Transversal sections of EgCCR1‐down‐regulated hairy roots. Sections were made at 5 cm from the root apex both for control roots transformed with pGWAY‐0 empty vector (a, c, e) and for the EgCCR1‐down‐regulated hairy roots (b, d, f). (a, b) Phloroglucinol staining; scale bars = 30 μm. (c–f) Scanning electron microscopy images of xylem fibres (c, d) and vessels (e, f); scale bars = 5 μm.

Figure 8

Thioacidolysis lignin yields in CCR as roots.

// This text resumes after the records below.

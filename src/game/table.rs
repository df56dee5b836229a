use super::state::Euchre;
use crate::N;
use crate::Seat;
use crate::Utility;
use crate::cfr::Game;
use crate::cfr::Turn;
use crate::players::Player;

/// one deal played out: the table repeatedly asks the seat to act for a
/// card and applies it until the hand is decided, then reports each
/// seat's point swing.
pub struct Table {
    game: Euchre,
    seats: [Player; N],
}

impl From<(Euchre, [Player; N])> for Table {
    fn from((game, seats): (Euchre, [Player; N])) -> Self {
        Self { game, seats }
    }
}

impl Table {
    pub fn play(&mut self) -> [Utility; N] {
        while let Turn::Choice(seat) = self.game.turn() {
            let card = self.seats[seat].act(&self.game);
            log::debug!("seat {} plays {} | {}", seat, card, self.game);
            self.game.apply(card);
        }
        for player in self.seats.iter_mut() {
            player.end_game();
        }
        std::array::from_fn(|seat: Seat| self.game.payoff(seat))
    }
}
/// one card, packed as suit byte + rank byte: the jack of diamonds is 13,
/// the ace of clubs is 46. the packing makes suit and rank arithmetic
/// (no tables), keeps a sorted hand grouped by suit, and doubles as the
/// action encoding for the play phase.
#[derive(Debug, Clone, Copy, Hash, PartialEq, Eq, PartialOrd, Ord)]
#[cfg_attr(feature = "serde", derive(serde::Serialize, serde::Deserialize))]
pub struct Card(u8);

impl Card {
    pub fn suit(&self) -> Suit {
        Suit::from((self.0 / 10) * 10)
    }
    pub fn rank(&self) -> Rank {
        Rank::from(self.0 % 10)
    }
    /// the suit this card plays as under the given trump: the left bower
    /// (jack of trump's complement) counts as trump for following and for
    /// ranking; every other card plays as its nominal suit.
    pub fn effective(&self, trump: Suit) -> Suit {
        if self.rank() == Rank::Jack && self.suit() == trump.complement() {
            trump
        } else {
            self.suit()
        }
    }
    /// the image of this card under the canonicalizing suit permutation.
    /// involutive: re-apply with the same trump to undo.
    pub fn normalized(&self, trump: Suit) -> Card {
        Card::from((self.suit().normalized(trump), self.rank()))
    }
}

impl From<(Suit, Rank)> for Card {
    fn from((suit, rank): (Suit, Rank)) -> Self {
        Self(u8::from(suit) + u8::from(rank))
    }
}

/// u8 isomorphism, panics on malformed bytes
impl From<u8> for Card {
    fn from(n: u8) -> Self {
        let card = Self(n);
        let _ = card.suit();
        let _ = card.rank();
        card
    }
}
impl From<Card> for u8 {
    fn from(c: Card) -> u8 {
        c.0
    }
}

impl Display for Card {
    fn fmt(&self, f: &mut Formatter) -> Result {
        write!(f, "{}{}", self.rank(), self.suit())
    }
}

impl crate::Arbitrary for Card {
    fn random() -> Self {
        Card::from((Suit::random(), *Rank::all().choose(&mut rand::rng()).unwrap()))
    }
}

use super::rank::Rank;
use super::suit::Suit;
#[cfg(test)]
use crate::Arbitrary;
use rand::seq::IndexedRandom;
use std::fmt::{Display, Formatter, Result};

#[cfg(test)]
mod tests {
    use super::*;

    #[test]
    fn bijective_u8() {
        for suit in Suit::all() {
            for rank in Rank::all() {
                let card = Card::from((suit, rank));
                assert!(card == Card::from(u8::from(card)));
                assert!(card.suit() == suit);
                assert!(card.rank() == rank);
            }
        }
    }

    #[test]
    #[should_panic]
    fn rejects_malformed_byte() {
        let _ = Card::from(17);
    }

    #[test]
    fn left_bower_plays_as_trump() {
        let left = Card::from((Suit::Clubs, Rank::Jack));
        assert!(left.effective(Suit::Spades) == Suit::Spades);
        assert!(left.effective(Suit::Hearts) == Suit::Clubs);
    }

    #[test]
    fn plain_cards_play_nominal() {
        let king = Card::from((Suit::Clubs, Rank::King));
        let jack = Card::from((Suit::Hearts, Rank::Jack));
        assert!(king.effective(Suit::Spades) == Suit::Clubs);
        assert!(jack.effective(Suit::Spades) == Suit::Hearts);
    }

    #[test]
    fn normalize_involution() {
        for trump in Suit::all() {
            for suit in Suit::all() {
                for rank in Rank::all() {
                    let card = Card::from((suit, rank));
                    assert!(card == card.normalized(trump).normalized(trump));
                    assert!(card.rank() == card.normalized(trump).rank());
                }
            }
        }
    }

    #[test]
    fn arbitrary_cards_are_well_formed() {
        for _ in 0..32 {
            let card = Card::random();
            assert!(card == Card::from(u8::from(card)));
        }
    }

    #[test]
    fn normalize_maps_bowers_to_bowers() {
        for trump in Suit::all() {
            let right = Card::from((trump, Rank::Jack));
            let left = Card::from((trump.complement(), Rank::Jack));
            assert!(right.normalized(trump) == Card::from((Suit::Spades, Rank::Jack)));
            assert!(left.normalized(trump) == Card::from((Suit::Clubs, Rank::Jack)));
        }
    }
}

Thioacidolysis lignin yields, expressed in μmoles per gram of extract‐free sample, for each individual line using older roots fragments (a) and young roots fragments (b). Normalized thioacidolysis lignin yields (mean values ± SD) are also shown for control (4 lines) and down‐regulated CCR as (5 lines) roots (c). Black bars: control roots transformed with pGWAY‐0 empty vector (Ø); dark grey bars, nonsilenced CCR as roots; light grey bars, silenced CCR as roots. *P < 0.05.